Shilong attacked Annan again in 863, occupying it for three years. Nanzhao invaded an army of 50,000 with the aid of the local people and besieged Annan's capital Đại La in mid-January. On 20 January, the defenders led by Cai Xi killed a hundred of the besiegers. Five days later, Cai Xi captured, tortured, and killed a group of enemies known as the Puzi Man. A local official named Liang Ke was related to them, and defected as a result. On 28 January, an enemy Buddhist monk, possibly Indian, was wounded by an arrow while strutting to and fro naked outside the southern walls. On 14 February, Cai Xi shot down 200 enemies and over 30 horses using a mounted crossbow from the walls. By 28 February, most of Cai Xi's followers had perished, and he himself had been wounded several times by arrows and stones. The enemy commander, Yang Sijin, penetrated the inner city. Cai Xi tried to escape by boat, but it capsized midstream, drowning him. The 400 remaining defenders wanted to flee as well, but could not find any boats, so they chose to make a last stand at the eastern gate. Ambushing a group of enemy cavalry, they killed over 2,000 enemy troops and 300 horses before Yang sent reinforcements from the inner city. After taking Đại La, Nanzhao laid siege to Junzhou (modern Haiphong). A Nanzhao and rebel fleet of 4,000 men led by a native chieftain named Zhu Daogu (朱道古) was attacked by a local commander, who rammed their vessels and sank 30 boats, drowning them. In total, the invasion destroyed Chinese armies in Annan numbering over 150,000. Although initially welcomed by the local Vietnamese in ousting Tang control, Nanzhao turned on them, ravaging the local population and countryside. Both Chinese and Vietnamese sources note that the Vietnamese fled to the mountains to avoid destruction. A government-in-exile for the protectorate was established in Haimen (near modern-day Hạ Long). Ten thousand soldiers from Shandong and all other armies of the Tang empire were called and concentrating at Halong Bay for reconquering Annan. A supply fleet of 1,000 ships from Fujian was organized.
The Tang launched a counterattack in 864 under Gao Pian, a general who had made his reputation fighting the Türks and the Tanguts in the north, with 5,000 troops and experienced initial success against Nanzhao, however political machinations at court led to Gao Pian's recall. In September 865, Gao Pian's forces surprised a Nanzhao army of 50,000 when they were collecting rice from the villages. Gao captured large quantities of rice, which he used to feed his army. In the meantime, Gao had been reinforced by 7,000 men who arrived overland under the command of Wei Zhongzai. In early 866, Gao Pian's 12,000 men defeated a fresh Nanzhao army and chased them back to the mountains.
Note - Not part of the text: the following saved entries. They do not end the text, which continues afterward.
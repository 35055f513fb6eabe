//! Per-layer sizing constants and layout tuning.

use serde::de::Error as _;
use serde::{Deserialize, Deserializer};

use super::error::GraphError;
use super::types::Layer;

const TRACK_COLORS: &[&str] = &[
	"#1f77b4", "#ff7f0e", "#2ca02c", "#d62728", "#9467bd", "#8c564b", "#e377c2", "#7f7f7f",
	"#bcbd22", "#17becf",
];

/// Sizing and clustering constants for one ring.
#[derive(Clone, Debug, PartialEq)]
pub struct LayerStyle {
	/// Target distance from the center.
	pub radius: f64,
	/// Visual diameter of a node.
	pub diameter: f64,
	/// Vertical distance from node center to label baseline.
	pub label_offset: f64,
	/// Label font size in px.
	pub label_font_size: f64,
	/// Longer titles are truncated with an ellipsis.
	pub label_max_chars: usize,
	/// A parent with at least this many children on this layer shows them as one badge.
	pub cluster_threshold: Option<usize>,
	/// Default fill for nodes not tinted by a track.
	pub fill: String,
}

/// Lookup table from layer to [`LayerStyle`].
///
/// Deserializes from `{ "styles": [ ... ] }` where each entry overrides only the
/// fields it names on the default style of that layer.
#[derive(Clone, Debug, PartialEq, Deserialize)]
#[serde(default)]
pub struct LayerPolicy {
	/// Styles indexed by [`Layer::index`].
	#[serde(deserialize_with = "styles_over_defaults")]
	pub styles: [LayerStyle; 4],
}

/// Partial [`LayerStyle`]; absent fields keep the layer's default.
#[derive(Default, Deserialize)]
#[serde(default, deny_unknown_fields)]
struct LayerStyleOverride {
	radius: Option<f64>,
	diameter: Option<f64>,
	label_offset: Option<f64>,
	label_font_size: Option<f64>,
	label_max_chars: Option<usize>,
	/// `null` disables clustering, absent keeps the default.
	#[serde(deserialize_with = "present")]
	cluster_threshold: Option<Option<usize>>,
	fill: Option<String>,
}

impl LayerStyleOverride {
	fn apply(self, style: &mut LayerStyle) {
		if let Some(radius) = self.radius {
			style.radius = radius;
		}
		if let Some(diameter) = self.diameter {
			style.diameter = diameter;
		}
		if let Some(offset) = self.label_offset {
			style.label_offset = offset;
		}
		if let Some(size) = self.label_font_size {
			style.label_font_size = size;
		}
		if let Some(max) = self.label_max_chars {
			style.label_max_chars = max;
		}
		if let Some(threshold) = self.cluster_threshold {
			style.cluster_threshold = threshold;
		}
		if let Some(fill) = self.fill {
			style.fill = fill;
		}
	}
}

fn present<'de, D, T>(deserializer: D) -> Result<Option<T>, D::Error>
where
	D: Deserializer<'de>,
	T: Deserialize<'de>,
{
	T::deserialize(deserializer).map(Some)
}

fn styles_over_defaults<'de, D>(deserializer: D) -> Result<[LayerStyle; 4], D::Error>
where
	D: Deserializer<'de>,
{
	let overrides = Vec::<LayerStyleOverride>::deserialize(deserializer)?;
	if overrides.len() > Layer::ALL.len() {
		return Err(D::Error::invalid_length(
			overrides.len(),
			&"at most one style per layer",
		));
	}
	let mut styles = LayerPolicy::default().styles;
	for (style, patch) in styles.iter_mut().zip(overrides) {
		patch.apply(style);
	}
	Ok(styles)
}

impl Default for LayerPolicy {
	fn default() -> Self {
		let style = |(radius, diameter, label_offset, label_font_size): (f64, f64, f64, f64),
		             label_max_chars: usize,
		             cluster_threshold: Option<usize>,
		             fill: &str| {
			LayerStyle {
				radius,
				diameter,
				label_offset,
				label_font_size,
				label_max_chars,
				cluster_threshold,
				fill: fill.to_owned(),
			}
		};
		Self {
			styles: [
				style((0.0, 72.0, 50.0, 14.0), 28, None, "#f5f5ff"),
				style((180.0, 44.0, 34.0, 12.0), 24, None, "#64b4ff"),
				style((340.0, 30.0, 26.0, 11.0), 20, Some(5), "#9ad0ff"),
				style((480.0, 18.0, 18.0, 9.0), 16, Some(5), "#d7ebff"),
			],
		}
	}
}

impl LayerPolicy {
	/// Style of `layer`.
	pub fn style(&self, layer: Layer) -> &LayerStyle {
		&self.styles[layer.index()]
	}

	/// Target ring radius of `layer`.
	pub fn radius(&self, layer: Layer) -> f64 {
		self.style(layer).radius
	}

	/// Visual diameter of a node on `layer`.
	pub fn diameter(&self, layer: Layer) -> f64 {
		self.style(layer).diameter
	}

	/// Rejects tables whose rings could overlap: radii must strictly increase, adjacent
	/// rings must clear each other's nodes and the detail ring must be the smallest.
	pub fn validate(&self) -> Result<(), GraphError> {
		for pair in Layer::ALL.windows(2) {
			let (inner, outer) = (self.style(pair[0]), self.style(pair[1]));
			if outer.radius <= inner.radius {
				return Err(GraphError::InvalidPolicy(format!(
					"radius of {:?} ({}) must exceed {:?} ({})",
					pair[1], outer.radius, pair[0], inner.radius
				)));
			}
			if outer.radius - inner.radius < (outer.diameter + inner.diameter) / 2.0 {
				return Err(GraphError::InvalidPolicy(format!(
					"rings {:?} and {:?} are closer than their nodes are wide",
					pair[0], pair[1]
				)));
			}
		}
		let detail = self.diameter(Layer::Detail);
		if Layer::ALL[..3].iter().any(|&l| self.diameter(l) <= detail) {
			return Err(GraphError::InvalidPolicy(
				"detail nodes must have the smallest footprint".into(),
			));
		}
		Ok(())
	}
}

/// Relaxation, semantic zoom and edge styling constants.
#[derive(Clone, Debug, PartialEq, Deserialize)]
#[serde(default)]
pub struct LayoutConfig {
	/// Upper bound on relaxation passes.
	pub max_passes: usize,
	/// Floor for the adaptive pass count on large graphs.
	pub min_passes: usize,
	/// A pass moving no node further than this ends relaxation.
	pub epsilon: f64,
	/// Largest displacement allowed in the first pass.
	pub initial_step: f64,
	/// Geometric factor applied to the step bound after each pass.
	pub cooling: f64,
	/// Spring constant pulling nodes onto their ring.
	pub radial_strength: f64,
	/// Strength of the push between overlapping nodes on the same ring.
	pub repulsion_strength: f64,
	/// Strength of the pull toward the parent's angle, divided among siblings.
	pub parent_pull: f64,
	/// Extra clearance between sibling nodes.
	pub sibling_gap: f64,
	/// Allowed radial deviation from the ring after relaxation.
	pub radial_band: f64,
	/// Node count above which the pass cap shrinks.
	pub frame_budget_nodes: usize,
	/// Angular offset (radians) between children seeded at a newly expanded cluster.
	pub expansion_jitter: f64,
	/// Zoom below which stories become glyphs and details disappear.
	pub macro_zoom_threshold: f64,
	/// Zoom before anything has been fitted.
	pub default_zoom: f64,
	/// Lower zoom clamp.
	pub min_zoom: f64,
	/// Upper zoom clamp.
	pub max_zoom: f64,
	/// Opacity of edges not touching the hovered or selected node.
	pub baseline_edge_opacity: f64,
	/// Color of edges not touching the hovered or selected node.
	pub baseline_edge_color: String,
	/// Whether highlighted edges carry the flow animation.
	pub animate_highlighted_edges: bool,
	/// Palette cycled over angles in insertion order.
	pub track_colors: Vec<String>,
}

impl Default for LayoutConfig {
	fn default() -> Self {
		Self {
			max_passes: 120,
			min_passes: 12,
			epsilon: 0.05,
			initial_step: 48.0,
			cooling: 0.92,
			radial_strength: 0.35,
			repulsion_strength: 0.5,
			parent_pull: 0.3,
			sibling_gap: 12.0,
			radial_band: 6.0,
			frame_budget_nodes: 60,
			expansion_jitter: 0.02,
			macro_zoom_threshold: 0.5,
			default_zoom: 1.0,
			min_zoom: 0.1,
			max_zoom: 4.0,
			baseline_edge_opacity: 0.15,
			baseline_edge_color: "#8a94a6".into(),
			animate_highlighted_edges: true,
			track_colors: TRACK_COLORS.iter().map(|c| (*c).to_owned()).collect(),
		}
	}
}

impl LayoutConfig {
	/// Palette color for the angle at `track_index`.
	pub fn track_color(&self, track_index: usize) -> Option<&str> {
		if self.track_colors.is_empty() {
			return None;
		}
		Some(&self.track_colors[track_index % self.track_colors.len()])
	}

	/// Pass cap for a relaxation over `node_count` positioned nodes. Repulsion is
	/// quadratic per ring, so the cap shrinks with the square of the overshoot.
	pub fn pass_budget(&self, node_count: usize) -> usize {
		if node_count <= self.frame_budget_nodes || node_count == 0 {
			return self.max_passes;
		}
		let ratio = self.frame_budget_nodes as f64 / node_count as f64;
		let scaled = (self.max_passes as f64 * ratio * ratio).round() as usize;
		scaled.clamp(self.min_passes.min(self.max_passes), self.max_passes)
	}
}

/// Shortens `title` to at most `max_chars` characters, ending in an ellipsis when cut.
pub fn truncate_label(title: &str, max_chars: usize) -> String {
	if title.chars().count() <= max_chars {
		return title.to_owned();
	}
	let kept: String = title.chars().take(max_chars.saturating_sub(1)).collect();
	format!("{}…", kept.trim_end())
}

#[cfg(test)]
mod tests {
	use super::*;

	#[test]
	fn test_default_policy_is_valid() {
		let policy = LayerPolicy::default();
		policy.validate().unwrap();
		assert!(policy.radius(Layer::Profile) < policy.radius(Layer::Angle));
		assert!(policy.radius(Layer::Angle) < policy.radius(Layer::Story));
		assert!(policy.radius(Layer::Story) < policy.radius(Layer::Detail));
		assert_eq!(policy.style(Layer::Story).cluster_threshold, Some(5));
	}

	#[test]
	fn test_policy_rejects_shrinking_radius() {
		let mut policy = LayerPolicy::default();
		policy.styles[3].radius = 300.0;
		assert!(matches!(policy.validate(), Err(GraphError::InvalidPolicy(_))));
	}

	#[test]
	fn test_policy_rejects_large_details() {
		let mut policy = LayerPolicy::default();
		policy.styles[3].diameter = 40.0;
		assert!(policy.validate().is_err());
	}

	#[test]
	fn test_config_overrides_from_json() {
		let config: LayoutConfig =
			serde_json::from_str(r#"{ "max_passes": 10, "macro_zoom_threshold": 0.8 }"#).unwrap();
		assert_eq!(config.max_passes, 10);
		assert_eq!(config.macro_zoom_threshold, 0.8);
		assert_eq!(config.cooling, LayoutConfig::default().cooling);
	}

	#[test]
	fn test_policy_partial_override_from_json() {
		let policy: LayerPolicy = serde_json::from_str(
			r#"{ "styles": [ {}, { "radius": 200.0 }, { "cluster_threshold": null } ] }"#,
		)
		.unwrap();
		let defaults = LayerPolicy::default();
		assert_eq!(policy.radius(Layer::Angle), 200.0);
		assert_eq!(policy.diameter(Layer::Angle), defaults.diameter(Layer::Angle));
		assert_eq!(policy.style(Layer::Story).cluster_threshold, None);
		assert_eq!(policy.style(Layer::Story).radius, defaults.radius(Layer::Story));
		assert_eq!(policy.style(Layer::Detail), defaults.style(Layer::Detail));
		assert_eq!(policy.style(Layer::Profile), defaults.style(Layer::Profile));
		policy.validate().unwrap();

		let empty: LayerPolicy = serde_json::from_str("{}").unwrap();
		assert_eq!(empty, defaults);
	}

	#[test]
	fn test_policy_override_rejects_extra_layers_and_typos() {
		let five = r#"{ "styles": [ {}, {}, {}, {}, {} ] }"#;
		assert!(serde_json::from_str::<LayerPolicy>(five).is_err());
		let typo = r#"{ "styles": [ { "raduis": 10.0 } ] }"#;
		assert!(serde_json::from_str::<LayerPolicy>(typo).is_err());
	}

	#[test]
	fn test_pass_budget_degrades() {
		let config = LayoutConfig::default();
		assert_eq!(config.pass_budget(10), config.max_passes);
		assert_eq!(config.pass_budget(120), 30);
		assert_eq!(config.pass_budget(10_000), config.min_passes);
	}

	#[test]
	fn test_truncate_label() {
		assert_eq!(truncate_label("Short", 10), "Short");
		assert_eq!(truncate_label("Leadership under pressure", 12), "Leadership…");
		assert_eq!(truncate_label("Überraschung", 5), "Über…");
		assert_eq!(truncate_label("exact", 5), "exact");
	}

	#[test]
	fn test_track_colors_cycle() {
		let config = LayoutConfig::default();
		assert_eq!(config.track_color(0), config.track_color(10));
	}
}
After his recall, he was later reinstated and completed the retaking of Đại La in fall 866, executing the enemy general, Duan Qiuqian, and beheading 30,000 of his men. Gao Pian renamed Annan to Jinghai Jun (lit. Peaceful Sea Army).
In 869, Shilong attacked Chengdu with the help of the Dongman tribe. The Dongman used to be an ally of the Tang during their wars against the Tibetan Empire in the 790s. Their service was rewarded by mistreatment by Yu Shizhen, the governor of Xizhou, who kidnapped Dongman tribesmen and sold them to other tribes. When the Nanzhao attacked Xizhou, the Dongman tribe opened the gates and welcomed them in.
The battle for Chengdu was brutal and protracted. The Nanzhao soldiers used scaling ladders and battering rams to attack the city from four directions. The Tang defenders used hooks and robes to immobilize the attackers before showering them with oil and setting them on fire. The 3,000 commandos that Lu Dan had earlier handpicked were particularly brave and skillful in battle. They killed and wounded some 2,000 enemy soldiers and burned three thousand pieces of war equipment. After the frontal attacks failed, the Nanzhao troops changed their tactics. They dismantled the bamboo fences of nearby residential houses, wet them with water, and shaped them into a huge cage that could ward off stones, arrows, and fire. They then put this “bamboo tank” on logs and rolled it near the foot of the city wall. Hiding themselves in the cage, they started digging a tunnel. But the Tang soldiers also had a novel weapon waiting for them. They filled jars with human waste and threw them at the attackers. The foul smell made the cage an impossible place to hide and work. Jars filled with molten iron then fell on the cage, turning it into a giant furnace. The invaders, however, refused to give up. They escalated their operations by night attacks. In response, the Tang soldiers lit up the city wall with a thousand torches, thus effectively foiling the enemy’s plan.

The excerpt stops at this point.